October 23, 2018
VIA EDGAR
Mr. Charles Guidry
Staff Attorney
United States Securities and Exchange Commission
Division of Corporation Finance
Office of Consumer Products
100 F. Street, N.E.
Washington, DC 20549
Re: MJ Holdings, Inc.
Request for Acceleration of Amendment No. 1 of
Registration Statement on Form S-1/A Filed October 22, 2018
File No. 333-227735
Mr.

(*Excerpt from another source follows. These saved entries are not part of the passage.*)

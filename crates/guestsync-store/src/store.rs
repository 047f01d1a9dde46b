//! File-backed guest session persistence.
//!
//! The on-disk shape stands in for the two browser-storage keys of the
//! original platform (session id + serialized snapshot), plus the pending
//! bucket so unsynced counts survive a reload:
//!
//! ```json
//! {
//!   "version": 1,
//!   "session_id": "01J...",
//!   "session": { ... GuestSession fields ... },
//!   "pending": { "page_views": 2, "time_spent_seconds": 30, "biography_views": 1 }
//! }
//! ```
//!
//! Loading is defensive: a missing, empty, corrupt, or future-version file
//! yields an empty store (logged, never raised), which makes initialization
//! fall through to handshake-or-fresh exactly as the lifecycle requires.
//! Saves go through a temp file + rename so a crash cannot leave a
//! half-written document.

use std::fs;
use std::io::Write;
use std::path::{Path, PathBuf};

use serde::{Deserialize, Serialize};
use tempfile::NamedTempFile;

use guestsync_core::{GuestSession, PendingDelta};

use crate::error::StoreError;

/// Schema version of the store document. Older or newer versions are
/// discarded rather than migrated; the data is cheap to re-accumulate.
const STORE_VERSION: u32 = 1;

/// The on-disk JSON structure.
#[derive(Debug, Serialize, Deserialize)]
struct StoreFile {
    version: u32,
    #[serde(default)]
    session_id: Option<String>,
    #[serde(default)]
    session: Option<GuestSession>,
    #[serde(default)]
    pending: PendingDelta,
}

/// Default per-user location for the store document: the platform's
/// app-data directory, or a hidden `.guestsync` directory under the home
/// directory when no app-data directory exists.
///
/// `None` only when the platform exposes neither; hosts can always pass
/// an explicit path instead.
pub fn default_store_path() -> Option<PathBuf> {
    if let Some(base) = dirs::data_local_dir() {
        return Some(base.join("guestsync").join("session.json"));
    }
    dirs::home_dir().map(|base| base.join(".guestsync").join("session.json"))
}

/// In-memory guest state, optionally backed by a file.
///
/// Create with [`SnapshotStore::open`] to read from disk, or
/// [`SnapshotStore::in_memory`] for tests and storage-less hosts.
#[derive(Debug)]
pub struct SnapshotStore {
    session_id: Option<String>,
    session: Option<GuestSession>,
    pending: PendingDelta,
    path: Option<PathBuf>,
}

impl SnapshotStore {
    /// An empty store with no backing file. `save` is a no-op.
    pub fn in_memory() -> Self {
        Self {
            session_id: None,
            session: None,
            pending: PendingDelta::default(),
            path: None,
        }
    }

    fn empty_at(path: PathBuf) -> Self {
        Self {
            session_id: None,
            session: None,
            pending: PendingDelta::default(),
            path: Some(path),
        }
    }

    /// Load the store from `path`, degrading to an empty store on any
    /// defect. Never fails: an unreadable or corrupt document is logged
    /// and treated as "no cache".
    pub fn open(path: impl Into<PathBuf>) -> Self {
        let path = path.into();
        if !path.exists() {
            return Self::empty_at(path);
        }

        let content = match fs::read_to_string(&path) {
            Ok(content) => content,
            Err(e) => {
                tracing::warn!("unreadable store file {}: {e}", path.display());
                return Self::empty_at(path);
            }
        };

        if content.trim().is_empty() {
            tracing::warn!("empty store file {}", path.display());
            return Self::empty_at(path);
        }

        match serde_json::from_str::<StoreFile>(&content) {
            Ok(file) if file.version == STORE_VERSION => Self {
                // Keep the two fields coherent even if a foreign writer
                // stored an id without a snapshot.
                session_id: file.session_id.or_else(|| {
                    file.session.as_ref().map(|s| s.id.clone())
                }),
                session: file.session,
                pending: file.pending,
                path: Some(path),
            },
            Ok(file) => {
                tracing::warn!(
                    "unsupported store version {} (expected {STORE_VERSION}), starting empty",
                    file.version
                );
                Self::empty_at(path)
            }
            Err(e) => {
                tracing::warn!("corrupt store file {}: {e}", path.display());
                Self::empty_at(path)
            }
        }
    }

    /// The stored session id, if any.
    pub fn session_id(&self) -> Option<&str> {
        self.session_id.as_deref()
    }

    /// The cached snapshot, if any.
    pub fn session(&self) -> Option<&GuestSession> {
        self.session.as_ref()
    }

    /// Mutable access to the cached snapshot for optimistic updates.
    pub fn session_mut(&mut self) -> Option<&mut GuestSession> {
        self.session.as_mut()
    }

    /// The pending bucket.
    pub fn pending(&self) -> PendingDelta {
        self.pending
    }

    /// Mutable access to the pending bucket.
    pub fn pending_mut(&mut self) -> &mut PendingDelta {
        &mut self.pending
    }

    /// Adopt a session as current, keeping id and snapshot in step.
    pub fn adopt(&mut self, session: GuestSession) {
        self.session_id = Some(session.id.clone());
        self.session = Some(session);
    }

    /// Write the document to disk atomically. No-op for in-memory stores.
    pub fn save(&self) -> Result<(), StoreError> {
        let Some(path) = &self.path else {
            return Ok(());
        };

        let file = StoreFile {
            version: STORE_VERSION,
            session_id: self.session_id.clone(),
            session: self.session.clone(),
            pending: self.pending,
        };
        let content = serde_json::to_string_pretty(&file)?;

        let parent = path.parent().ok_or(StoreError::NoParentDir)?;
        fs::create_dir_all(parent)?;

        let mut tmp = NamedTempFile::new_in(parent)?;
        tmp.write_all(content.as_bytes())?;
        tmp.flush()?;
        tmp.persist(path).map_err(|e| StoreError::Io(e.error))?;
        Ok(())
    }

    /// Drop all state and remove the backing file if present.
    pub fn clear(&mut self) -> Result<(), StoreError> {
        self.session_id = None;
        self.session = None;
        self.pending = PendingDelta::default();

        let Some(path) = &self.path else {
            return Ok(());
        };
        match fs::remove_file(path) {
            Ok(()) => Ok(()),
            Err(e) if e.kind() == std::io::ErrorKind::NotFound => Ok(()),
            Err(e) => Err(e.into()),
        }
    }

    /// The backing file path, if any.
    pub fn path(&self) -> Option<&Path> {
        self.path.as_deref()
    }
}

// ─── Tests ───────────────────────────────────────────────────────────
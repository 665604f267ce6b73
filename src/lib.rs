//! A thread pool designed for background value computation.
//!
//! Tasks submitted to a [`ThreadPool`] run on a set of pooled OS threads,
//! and each submission returns a [`ResultHandle`] that the submitter can
//! block on to receive the task's [`Value`]. Two sizing disciplines are
//! offered:
//!
//! - [`PoolMode::Fixed`]: a constant number of workers for the pool's
//!   lifetime.
//! - [`PoolMode::Cached`]: a baseline of resident workers that grows up to a
//!   cap while the queue outpaces the idle set, and shrinks back once the
//!   extra workers have been idle long enough.
//!
//! Submissions are bounded: when the task queue is full, `submit` waits a
//! limited time for space and then hands back an *invalid* handle rather
//! than failing. Dropping the pool stops it, waiting for in-flight tasks to
//! finish and discarding the rest of the queue.
//!
//! # Examples
//!
//! ```
//! use threadmill::ThreadPool;
//!
//! let pool = ThreadPool::builder().size(4).build();
//!
//! let task = pool.submit_fn(|| {
//!     // some expensive computation
//!     2 + 2
//! });
//!
//! // do something in the meantime
//!
//! // now block on the result
//! let sum: i32 = task.get().extract().unwrap();
//! assert_eq!(sum, 4);
//! ```
//!
//! Custom task types implement [`Task`] and are submitted behind an `Arc`:
//!
//! ```
//! use std::sync::Arc;
//! use threadmill::{Task, ThreadPool, Value};
//!
//! struct Sum(u64, u64);
//!
//! impl Task for Sum {
//!     fn run(&self) -> Value {
//!         Value::new((self.0..=self.1).sum::<u64>())
//!     }
//! }
//!
//! let pool = ThreadPool::builder().size(2).build();
//!
//! let handle = pool.submit(Arc::new(Sum(1, 100)));
//!
//! assert_eq!(handle.get().extract::<u64>().unwrap(), 5050);
//! ```

mod error;
mod latch;
mod pool;
mod task;
mod value;
mod worker;

pub use error::{AlreadyRunningError, TypeMismatchError};
pub use pool::{Builder, PoolMode, SizeConstraint, ThreadPool};
pub use task::{ClosureTask, ResultHandle, Task};
pub use value::Value;
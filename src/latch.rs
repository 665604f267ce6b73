use std::{
    sync::{Condvar, Mutex},
    time::Instant,
};

/// A counting rendezvous primitive with an initial count of zero.
///
/// Used to block a submitter until the worker running its task has delivered
/// a result. `signal` keeps all state inside the mutex guard, so it stays
/// safe even when called during process teardown where condition variable
/// destruction order is unspecified.
pub(crate) struct Latch {
    count: Mutex<usize>,
    cvar: Condvar,
}

impl Latch {
    pub(crate) fn new() -> Self {
        Self {
            count: Mutex::new(0),
            cvar: Condvar::new(),
        }
    }

    /// Block until the count is positive, then take one unit.
    pub(crate) fn wait(&self) {
        let mut count = self.count.lock().unwrap();

        while *count == 0 {
            count = self.cvar.wait(count).unwrap();
        }

        *count -= 1;
    }

    /// Block until the count is positive or the deadline passes.
    ///
    /// Returns `true` if a unit was taken.
    pub(crate) fn wait_deadline(&self, deadline: Instant) -> bool {
        let mut count = self.count.lock().unwrap();

        while *count == 0 {
            if let Some(timeout) = deadline.checked_duration_since(Instant::now()) {
                count = self.cvar.wait_timeout(count, timeout).unwrap().0;
            } else {
                return false;
            }
        }

        *count -= 1;

        true
    }

    /// Add one unit and wake all waiters.
    pub(crate) fn signal(&self) {
        let mut count = self.count.lock().unwrap();
        *count += 1;
        self.cvar.notify_all();
    }
}
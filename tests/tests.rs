use std::{
    sync::{
        atomic::{AtomicUsize, Ordering},
        Arc, Mutex,
    },
    thread,
    time::{Duration, Instant},
};

use threadmill::{PoolMode, Task, ThreadPool, Value};

fn single_thread() -> ThreadPool {
    ThreadPool::builder().size(1).build()
}

/// Poll a condition until it holds or the timeout passes.
fn eventually(timeout: Duration, condition: impl Fn() -> bool) -> bool {
    let deadline = Instant::now() + timeout;

    while Instant::now() < deadline {
        if condition() {
            return true;
        }

        thread::sleep(Duration::from_millis(10));
    }

    condition()
}

#[test]
#[should_panic(expected = "thread pool name must not contain null bytes")]
fn name_with_null_bytes_panics() {
    ThreadPool::builder().name("uh\0oh").build();
}

#[test]
#[should_panic(expected = "thread pool baseline size cannot be larger than maximum size")]
fn invalid_size_panics() {
    ThreadPool::builder().size(2..1);
}

#[test]
#[should_panic(expected = "thread pool baseline size must be non-zero")]
fn zero_baseline_panics() {
    ThreadPool::builder().size(0..4);
}

#[test]
#[should_panic(expected = "thread pool queue limit must be non-zero")]
fn zero_queue_limit_panics() {
    ThreadPool::builder().queue_limit(0);
}

#[test]
#[should_panic(expected = "thread pool must start with at least one worker")]
fn zero_initial_workers_panics() {
    let mut pool = ThreadPool::new();
    let _ = pool.start_with(0);
}

#[test]
#[should_panic(expected = "thread pool worker cap cannot be smaller than the baseline")]
fn cap_below_baseline_panics() {
    let mut pool = ThreadPool::new();
    pool.set_mode(PoolMode::Cached).unwrap();
    pool.set_max_workers(2).unwrap();
    let _ = pool.start_with(4);
}

#[test]
fn submit_and_get() {
    let pool = single_thread();

    let result = pool.submit_fn(|| 2 + 2).get();

    assert_eq!(result.extract::<i32>().unwrap(), 4);
}

#[test]
fn start_with_default_parallelism() {
    let mut pool = ThreadPool::new();
    pool.start().unwrap();

    assert!(pool.threads() >= 1);

    let result = pool.submit_fn(|| 21u32 * 2).get();

    assert_eq!(result.extract::<u32>().unwrap(), 42);
}

struct SumRange(u64, u64);

impl Task for SumRange {
    fn run(&self) -> Value {
        Value::new((self.0..=self.1).sum::<u64>())
    }
}

#[test]
fn summation_over_four_workers() {
    let pool = ThreadPool::builder().size(4).build();

    let handles = vec![
        pool.submit(Arc::new(SumRange(1, 2_500_000))),
        pool.submit(Arc::new(SumRange(2_500_001, 5_000_000))),
        pool.submit(Arc::new(SumRange(5_000_001, 7_500_000))),
        pool.submit(Arc::new(SumRange(7_500_001, 10_000_000))),
    ];

    let total: u64 = handles
        .into_iter()
        .map(|handle| handle.get().extract::<u64>().unwrap())
        .sum();

    assert_eq!(total, 50_000_005_000_000);
}

#[test]
fn values_round_trip() {
    #[derive(Debug, PartialEq)]
    struct Point {
        x: i32,
        y: i32,
    }

    let pool = ThreadPool::builder().size(2).build();

    let text = pool.submit_fn(|| String::from("hello")).get();
    assert_eq!(text.extract::<String>().unwrap(), "hello");

    let bytes = pool.submit_fn(|| vec![1u8, 2, 3]).get();
    assert_eq!(bytes.extract::<Vec<u8>>().unwrap(), vec![1, 2, 3]);

    let point = pool.submit_fn(|| Point { x: -3, y: 7 }).get();
    assert_eq!(point.extract::<Point>().unwrap(), Point { x: -3, y: 7 });
}

#[test]
fn type_mismatch_is_recoverable() {
    let pool = single_thread();

    let value = pool.submit_fn(|| 42i32).get();

    let err = value.extract::<String>().unwrap_err();
    let value = err.into_inner();

    assert_eq!(value.extract::<i32>().unwrap(), 42);
}

#[test]
fn tasks_run_in_submission_order() {
    let pool = single_thread();
    let order = Arc::new(Mutex::new(Vec::new()));

    let handles: Vec<_> = (0..10)
        .map(|i| {
            let order = order.clone();
            pool.submit_fn(move || order.lock().unwrap().push(i))
        })
        .collect();

    for handle in handles {
        handle.get();
    }

    assert_eq!(*order.lock().unwrap(), (0..10).collect::<Vec<_>>());
}

#[test]
fn submit_before_start_is_invalid() {
    let pool = ThreadPool::new();

    let handle = pool.submit_fn(|| 2 + 2);

    assert!(!handle.is_valid());
    assert!(handle.get().is_empty());
}

#[test]
fn configuration_is_frozen_after_start() {
    let mut pool = ThreadPool::new();
    pool.start_with(1).unwrap();

    assert!(pool.set_mode(PoolMode::Cached).is_err());
    assert!(pool.set_max_queue_len(16).is_err());
    assert!(pool.set_max_workers(8).is_err());
    assert!(pool.set_submit_timeout(Duration::from_millis(100)).is_err());
    assert!(pool.set_idle_timeout(Duration::from_millis(100)).is_err());
    assert!(pool.start_with(2).is_err());
}

#[test]
fn full_queue_submission_times_out() {
    let mut pool = ThreadPool::new();
    pool.set_max_queue_len(2).unwrap();
    pool.set_submit_timeout(Duration::from_millis(300)).unwrap();
    pool.start_with(1).unwrap();

    // Occupy the only worker, then fill the queue.
    let blocker = pool.submit_fn(|| thread::sleep(Duration::from_millis(800)));
    thread::sleep(Duration::from_millis(100));

    let fillers = vec![
        pool.submit_fn(|| ()),
        pool.submit_fn(|| ()),
    ];
    assert!(fillers.iter().all(|handle| handle.is_valid()));

    let started = Instant::now();
    let rejected = pool.submit_fn(|| ());
    let elapsed = started.elapsed();

    assert!(!rejected.is_valid());
    assert!(elapsed >= Duration::from_millis(250));
    assert!(elapsed < Duration::from_millis(700));

    // An invalid handle yields an empty value without blocking.
    let started = Instant::now();
    assert!(rejected.get().is_empty());
    assert!(started.elapsed() < Duration::from_millis(50));

    blocker.get();
    for handle in fillers {
        handle.get();
    }
}

#[test]
fn panicking_task_delivers_empty_value() {
    let pool = single_thread();

    let value = pool.submit_fn(|| panic!("oh no!")).get();

    assert!(value.is_empty());
    assert_eq!(pool.panicked_tasks(), 1);

    // The worker survives the panic.
    let result = pool.submit_fn(|| 2 + 2).get();
    assert_eq!(result.extract::<i32>().unwrap(), 4);
    assert_eq!(pool.completed_tasks(), 2);
}

#[test]
fn fixed_pool_keeps_constant_size() {
    let mut pool = ThreadPool::new();
    pool.set_idle_timeout(Duration::from_millis(100)).unwrap();
    pool.start_with(3).unwrap();

    assert_eq!(pool.threads(), 3);

    let handles: Vec<_> = (0..12)
        .map(|_| pool.submit_fn(|| thread::sleep(Duration::from_millis(50))))
        .collect();

    for handle in handles {
        handle.get();
    }

    // No growth under pressure, no shrink after idleness.
    thread::sleep(Duration::from_millis(300));
    assert_eq!(pool.threads(), 3);
    assert_eq!(pool.idle_threads(), 3);
}

#[test]
fn cached_pool_grows_and_shrinks() {
    let mut pool = ThreadPool::new();
    pool.set_mode(PoolMode::Cached).unwrap();
    pool.set_max_workers(8).unwrap();
    pool.set_max_queue_len(100).unwrap();
    pool.set_idle_timeout(Duration::from_millis(500)).unwrap();
    pool.start_with(2).unwrap();

    assert_eq!(pool.threads(), 2);

    let handles: Vec<_> = (0..20)
        .map(|_| pool.submit_fn(|| thread::sleep(Duration::from_millis(300))))
        .collect();

    // Queue pressure grows the pool to its cap, and never beyond it.
    assert!(eventually(Duration::from_secs(5), || pool.threads() == 8));
    assert!(pool.threads() <= 8);

    for handle in handles {
        handle.get();
    }

    // Sustained idleness retires the over-baseline workers.
    assert!(eventually(Duration::from_secs(10), || pool.threads() == 2));
    assert_eq!(pool.idle_threads(), 2);
}

#[test]
fn batch_takes_a_round_per_worker_set() {
    let pool = ThreadPool::builder().size(2).build();

    let started = Instant::now();

    let handles: Vec<_> = (0..6)
        .map(|_| pool.submit_fn(|| thread::sleep(Duration::from_millis(200))))
        .collect();

    for handle in handles {
        handle.get();
    }

    let elapsed = started.elapsed();

    // 6 tasks of 200ms over 2 workers is 3 rounds.
    assert!(elapsed >= Duration::from_millis(600));
    assert!(elapsed < Duration::from_secs(3));
}

#[test]
fn shutdown_discards_queued_tasks() {
    let completed = Arc::new(AtomicUsize::new(0));

    let pool = ThreadPool::builder().size(4).build();

    let handles: Vec<_> = (0..16)
        .map(|_| {
            let completed = completed.clone();
            pool.submit_fn(move || {
                thread::sleep(Duration::from_millis(300));
                completed.fetch_add(1, Ordering::SeqCst);
            })
        })
        .collect();

    // Let the workers pick up their first tasks, then shut down.
    thread::sleep(Duration::from_millis(100));
    drop(pool);

    // Destruction waited for the in-flight tasks but discarded the rest.
    let ran = completed.load(Ordering::SeqCst);
    assert!(ran >= 1);
    assert!(ran <= 4);

    // No worker is left running anything.
    thread::sleep(Duration::from_millis(400));
    assert_eq!(completed.load(Ordering::SeqCst), ran);

    // Handles for discarded tasks are never signalled.
    let last = handles.into_iter().last().unwrap();
    assert!(last.is_valid());
    assert!(last.get_timeout(Duration::from_millis(100)).is_err());
}

#[test]
fn get_timeout_expires_then_recovers() {
    let pool = single_thread();

    let handle = pool.submit_fn(|| {
        thread::sleep(Duration::from_millis(300));
        7u8
    });

    let handle = handle
        .get_timeout(Duration::from_millis(50))
        .expect_err("task cannot have finished yet");

    assert_eq!(handle.get().extract::<u8>().unwrap(), 7);
}

#[test]
fn handle_reports_readiness() {
    let pool = single_thread();

    let handle = pool.submit_fn(|| 9i64);

    assert!(eventually(Duration::from_secs(2), || handle.is_ready()));

    let started = Instant::now();
    assert_eq!(handle.get().extract::<i64>().unwrap(), 9);
    assert!(started.elapsed() < Duration::from_millis(50));
}

#[test]
fn thread_name_applies_to_workers() {
    let pool = ThreadPool::builder().name("mill").size(1).build();

    let name = pool
        .submit_fn(|| thread::current().name().unwrap().to_owned())
        .get();

    assert_eq!(name.extract::<String>().unwrap(), "mill");
}

#[test]
fn shutdown_is_idempotent_on_unstarted_pools() {
    // Dropping a pool that never started must not block.
    let pool = ThreadPool::new();
    drop(pool);

    ThreadPool::builder().size(1).build().shutdown();
}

Guidry:
In accordance with Rule 461 under the Securities Act of 1933, MJ Holdings, Inc., a Nevada corporation (the “Company”), hereby requests acceleration of the Company’s Pre-effective Amended Registration Statement on Form S-1/A (File No. 333-227735) (the “Registration Statement”), which was filed with the Securities and Exchange Commission (the “Commission”) on October 23, 2018. The Company respectfully requests that the Registration Statement become effective as of 4:00 p.m., Eastern Daylight Time, on October 24, 2018, or as soon as practicable thereafter.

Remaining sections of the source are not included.